The plan to roll out the system has already surprised some researchers.

"China just rolled out its regional carbon trading pilots for two years, and many problems have yet to appear. I think it is still too early to scale up the scheme to the national level," said Wang Tao, an expert on climate and energy policy at the Carnegie-Tsinghua Center for Global Policy in Beijing.

Chinese regulators are still struggling with their regional carbon trading experiments. Shenzhen, the first carbon market in the nation, for one, has been promoting carbon trading for years, yet emitters there still found it challenging to understand the mechanism.

A difficult concept to implement

Some emitters even hung certification of their allocated carbon permits on the office wall because they thought it was an honor from the local government, signed by the Shenzhen mayor (ClimateWire, May 23, 2014).

Wang and others say China is far from ready to put all the regions into the carbon trading system. "Even if the government will launch a national carbon market next year, it can’t be a national carbon market in its real sense," Wang said.

There are already some indications of that. Sun Cuihua, a senior climate official, said in a conference last year that although the Chinese national carbon market will start in 2016, some provinces would be allowed to join later if they lacked the technical infrastructure to participate from the outset.

Sun is deputy director of the climate change department under China’s National Development and Reform Commission, which released a guideline in December known as ground rules for the upcoming Chinese national carbon market.

The National Development and Reform Commission noted in the guideline that companies regulated in the system will have to hand over one carbon permit or offset credit to the government for each ton of carbon dioxide they emit. While most carbon permits will be allocated to the emitters for free in the beginning, as time passes, the government will charge for an increasing share of them, the guideline says.

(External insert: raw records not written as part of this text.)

use super::{exp, factorial, ln, Number, Precision};
use crate::error::EvalError;
use log::trace;

/// Largest magnitude accepted by [`gamma`].
const GAMMA_LIMIT: i64 = 100_000;

/// Euler's gamma function.
///
/// Positive integers go through [`factorial`]. Other arguments are moved into
/// `[1, 2)` with `Γ(x + 1) = x Γ(x)` and evaluated there by [`gamma_reduced`].
pub fn gamma(x: &Number, precision: Precision) -> Result<Number, EvalError> {
    if x.abs() > Number::from_i64(GAMMA_LIMIT, precision) {
        return Err(EvalError::domain(
            "gamma",
            format!("argument magnitude exceeds {}", GAMMA_LIMIT),
        ));
    }
    if x.is_integer() {
        if x.is_negative() || x.is_zero() {
            return Err(EvalError::domain(
                "gamma",
                "argument must not be a non-positive integer",
            ));
        }
        let work = precision.with_guard(8);
        return factorial(&x.sub(&Number::one(work), work), precision);
    }

    // 17 bits cover the integer part of anything below the limit.
    let work = precision.with_guard(64 + 17);
    let one = Number::one(work);
    let two = Number::from_i64(2, work);
    let mut z = x.normalize(work);
    let mut factor = Number::one(work);
    while z >= two {
        z = z.sub(&one, work);
        factor = factor.mul(&z, work);
    }
    while z < one {
        factor = factor.quotient(&z, work);
        z = z.add(&one, work);
    }

    let reduced = gamma_reduced(&z, work)?;
    Ok(reduced.mul(&factor, work).normalize(precision))
}

/// `Γ(z)` for `1 <= z < 2` as `N^z e^-N sum N^k / (z (z+1) ... (z+k))`.
///
/// The sum is the incomplete integral up to `N`; the part beyond `N` is below
/// `N^z e^-N`, so `N` grows with the precision.
fn gamma_reduced(z: &Number, work: Precision) -> Result<Number, EvalError> {
    let bits = work.bits() as f64;
    let cutoff = (bits * std::f64::consts::LN_2 + 2.0 * bits.ln() + 20.0).ceil() as u64;
    let inner = work.with_guard(64 + 64 - cutoff.leading_zeros() as usize);
    let n = Number::from_u64(cutoff, inner);

    let tolerance = inner.epsilon();
    let mut term = Number::one(inner).quotient(z, inner);
    let mut sum = term.clone();
    let mut k = 1u64;
    loop {
        let denominator = z.add(&Number::from_u64(k, inner), inner);
        term = term.mul(&n, inner).quotient(&denominator, inner);
        sum = sum.add(&term, inner);
        if k > cutoff && term < sum.mul(&tolerance, inner) {
            break;
        }
        k += 1;
    }
    trace!("gamma series with cutoff {} summed {} terms", cutoff, k);

    let scale = exp(&z.mul(&ln(&n, inner)?, inner).sub(&n, inner), inner)?;
    Ok(sum.mul(&scale, inner).normalize(work))
}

Seven Chinese regions — Beijing, Shanghai, Tianjin, Chongqing, Shenzhen, Hubei and Guangdong provinces — are currently running their carbon trading pilots on similar regulations. But trading activities stay low, as participants are tempted to trade only for compliance a few months before the deadline.

Thomson Reuters Point Carbon estimates that in 2014, the seven Chinese regional carbon markets traded emissions credits equivalent to some 24 million tons of carbon dioxide. Although this figure is expected to reach 40 million in 2015, it is still considered extremely modest compared to the market potential, said Chai Hongliang, an analyst at the research firm.

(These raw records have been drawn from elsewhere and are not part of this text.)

#[cfg(test)]
mod tests {

	use crossbeam_channel::{Receiver, unbounded};
	use rand_distr::{Distribution, Normal};
	use rustfft::num_complex::Complex;
	use rustfft::num_traits::Zero;

	use crate::gnss::{ControlMessage, GnssSynchro};
	use crate::gnss::common::acquisition::{AcqConfig, make_acquisition};
	use crate::gnss::gps_l1_ca::signal_modulation;

	use super::{Acquisition, AcqState};

	const FS:f64 = 2.048e6;

	fn test_acquisition(cfg:AcqConfig, prn:usize) -> (Acquisition, Receiver<ControlMessage>) {
		let (tx, rx) = unbounded();
		(make_acquisition(cfg, 0, prn, tx).unwrap(), rx)
	}

	/// Code-periodic signal with the given delay, Doppler and amplitude.
	fn synthetic_signal(prn:usize, n:usize, delay_samples:usize, doppler_hz:f64, amplitude:f32) -> Vec<Complex<f32>> {
		let code:Vec<i8> = signal_modulation::prn_int_sampled(prn, FS).unwrap();
		let spc:usize = code.len();
		let mut carrier:Vec<Complex<f32>> = vec![Complex::zero(); n];
		signal_modulation::complex_exp_gen(&mut carrier, doppler_hz, FS);
		(0..n).map(|idx| {
			let chip:f32 = code[(idx + spc - delay_samples % spc) % spc] as f32;
			carrier[idx] * chip * amplitude
		}).collect()
	}

	fn awgn(n:usize, sigma:f32) -> Vec<Complex<f32>> {
		let normal = Normal::new(0.0f32, sigma).unwrap();
		let mut rng = rand::thread_rng();
		(0..n).map(|_| Complex{ re: normal.sample(&mut rng), im: normal.sample(&mut rng) }).collect()
	}

	#[test]
	fn clean_signal_acquired_in_one_dwell() {
		let cfg = AcqConfig::default();
		let fft_size = cfg.fft_size();
		let (mut acq, rx) = test_acquisition(cfg, 1);
		let mut synchro = GnssSynchro::new(1);

		let signal = synthetic_signal(1, 2 * fft_size, 317, 1500.0, 1.0);

		acq.set_active(true);
		// Activation block is consumed without searching
		assert!(acq.process_block(&signal[..fft_size], &mut synchro).unwrap().is_none());
		assert_eq!(acq.state(), AcqState::Dwell);

		let result = acq.process_block(&signal[fft_size..], &mut synchro).unwrap().expect("expected a positive acquisition");
		assert_eq!(acq.state(), AcqState::Positive);
		assert_eq!(result.code_phase_samples, 317.0);
		assert_eq!(result.doppler_hz, 1500.0);
		assert!(result.test_statistic > 0.5);
		assert_eq!(synchro.acq_delay_samples, 317.0);
		assert_eq!(synchro.acq_doppler_hz, 1500.0);
		assert_eq!(rx.try_recv(), Ok(ControlMessage::AcqSuccess{ channel: 0 }));
	}

	#[test]
	fn noise_only_goes_negative_after_max_dwells() {
		let cfg = AcqConfig::default();
		let fft_size = cfg.fft_size();
		let max_dwells = cfg.max_dwells;
		let (mut acq, rx) = test_acquisition(cfg, 1);
		let mut synchro = GnssSynchro::new(1);

		acq.set_active(true);
		acq.process_block(&awgn(fft_size, 1.0), &mut synchro).unwrap();
		for _ in 0..max_dwells {
			assert!(acq.process_block(&awgn(fft_size, 1.0), &mut synchro).unwrap().is_none());
		}
		assert_eq!(acq.state(), AcqState::Negative);
		assert_eq!(acq.well_count(), max_dwells);
		assert_eq!(rx.try_recv(), Ok(ControlMessage::AcqFail{ channel: 0 }));
	}

	#[test]
	fn nan_block_is_skipped_without_counting_a_dwell() {
		let cfg = AcqConfig::default();
		let fft_size = cfg.fft_size();
		let (mut acq, _rx) = test_acquisition(cfg, 1);
		let mut synchro = GnssSynchro::new(1);

		acq.set_active(true);
		acq.process_block(&vec![Complex::zero(); fft_size], &mut synchro).unwrap();

		let mut bad = awgn(fft_size, 1.0);
		bad[100].re = std::f32::NAN;
		assert!(acq.process_block(&bad, &mut synchro).unwrap().is_none());
		assert_eq!(acq.well_count(), 0);
		assert_eq!(acq.nan_block_count(), 1);
		assert_eq!(acq.state(), AcqState::Dwell);
	}

	#[test]
	fn bit_transition_mode_always_takes_two_dwells() {
		let mut cfg = AcqConfig::default();
		cfg.bit_transition_flag = true;
		cfg.max_dwells = 2;
		let fft_size = cfg.fft_size();
		let (mut acq, rx) = test_acquisition(cfg, 1);
		let mut synchro = GnssSynchro::new(1);

		let signal = synthetic_signal(1, 3 * fft_size, 100, -250.0, 1.0);

		acq.set_active(true);
		acq.process_block(&signal[..fft_size], &mut synchro).unwrap();

		// Strong signal, but no decision after the first dwell
		assert!(acq.process_block(&signal[fft_size..2*fft_size], &mut synchro).unwrap().is_none());
		assert_eq!(acq.state(), AcqState::Dwell);
		assert!(rx.try_recv().is_err());

		let result = acq.process_block(&signal[2*fft_size..], &mut synchro).unwrap().expect("expected a positive acquisition");
		assert_eq!(acq.state(), AcqState::Positive);
		assert_eq!(result.code_phase_samples, 100.0);
		// -250 Hz sits off-grid; the winning bin is within one step
		assert!((result.doppler_hz - (-250.0)).abs() <= 250.0);
		assert_eq!(rx.try_recv(), Ok(ControlMessage::AcqSuccess{ channel: 0 }));
	}

	#[test]
	fn auxiliary_peak_mode_reports_the_second_disjoint_peak() {
		let mut cfg = AcqConfig::default();
		cfg.num_peaks = 2;
		let fft_size = cfg.fft_size();
		let (mut acq, rx) = test_acquisition(cfg, 1);
		let mut synchro = GnssSynchro::new(1);

		let direct = synthetic_signal(1, 2 * fft_size, 10, 0.0, 1.0);
		let echo   = synthetic_signal(1, 2 * fft_size, 500, 0.0, 0.8);
		let composite:Vec<Complex<f32>> = direct.iter().zip(echo.iter()).map(|(a, b)| a + b).collect();

		acq.set_active(true);
		acq.process_block(&composite[..fft_size], &mut synchro).unwrap();
		let result = acq.process_block(&composite[fft_size..], &mut synchro).unwrap().expect("expected a positive acquisition");

		assert!((result.code_phase_samples - 500.0).abs() <= 1.0, "aux peak at {}", result.code_phase_samples);
		assert_eq!(result.doppler_hz, 0.0);
		assert_eq!(rx.try_recv(), Ok(ControlMessage::AcqSuccess{ channel: 0 }));
	}

	#[test]
	fn single_peak_mode_reports_the_strongest_path() {
		let cfg = AcqConfig::default();
		let fft_size = cfg.fft_size();
		let (mut acq, _rx) = test_acquisition(cfg, 1);
		let mut synchro = GnssSynchro::new(1);

		let direct = synthetic_signal(1, 2 * fft_size, 10, 0.0, 1.0);
		let echo   = synthetic_signal(1, 2 * fft_size, 500, 0.0, 0.8);
		let composite:Vec<Complex<f32>> = direct.iter().zip(echo.iter()).map(|(a, b)| a + b).collect();

		acq.set_active(true);
		acq.process_block(&composite[..fft_size], &mut synchro).unwrap();
		let result = acq.process_block(&composite[fft_size..], &mut synchro).unwrap().expect("expected a positive acquisition");
		assert_eq!(result.code_phase_samples, 10.0);
	}

	#[test]
	fn signal_at_zero_db_snr_recovered_within_one_sample() {
		let cfg = AcqConfig::default();
		let fft_size = cfg.fft_size();
		let (mut acq, _rx) = test_acquisition(cfg, 3);
		let mut synchro = GnssSynchro::new(3);

		let clean = synthetic_signal(3, 2 * fft_size, 1000, -2000.0, 1.0);
		let noise = awgn(2 * fft_size, 1.0);
		let noisy:Vec<Complex<f32>> = clean.iter().zip(noise.iter()).map(|(s, n)| s + n).collect();

		acq.set_active(true);
		acq.process_block(&noisy[..fft_size], &mut synchro).unwrap();
		let result = acq.process_block(&noisy[fft_size..], &mut synchro).unwrap().expect("expected a positive acquisition");
		assert!((result.code_phase_samples - 1000.0).abs() <= 1.0);
		assert_eq!(result.doppler_hz, -2000.0);
	}

}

Harmonizing 7 different themes

Jeff Swartz, international policy director at the International Emissions Trading Association, agreed. He predicted that China’s energy revolution, rather than the national carbon market, is the instrument that will play a leading role in helping the country peak its carbon emissions around 2030.

"Carbon trading will definitely help," Swartz said, "but the majority of emissions reduction will come from technology innovation in the energy sector to reduce coal consumption and an increased use of non-fossil fuels."

Already, Beijing has pledged to scale up renewable energy installation and nuclear power plant construction, aiming to get 20 percent of its primary energy from non-fossil-fuel sources by 2030.

Nevertheless, according to Swartz, the buildup of the Chinese national carbon market is still a much-needed move.

As he explained, "This shows that the Chinese government will put carbon trading as a top priority. Right now, it is still hard for many state-owned enterprises to take carbon trading seriously."

"This will also make it easier for companies to trade more cost-effectively, because they can follow one carbon trading system, instead of five or seven systems," Swartz said.

Currently, there are significant differences among Chinese regional carbon trading systems. For instance, Beijing and Shanghai banned the use of carbon offset credits generated from emissions-reduction projects before 2013, while the others chose to accept them.

Market observers say the lack of a unified regulatory system has created uncertainties and forced traders to pay extra attention to different eligibility restrictions across the various regions.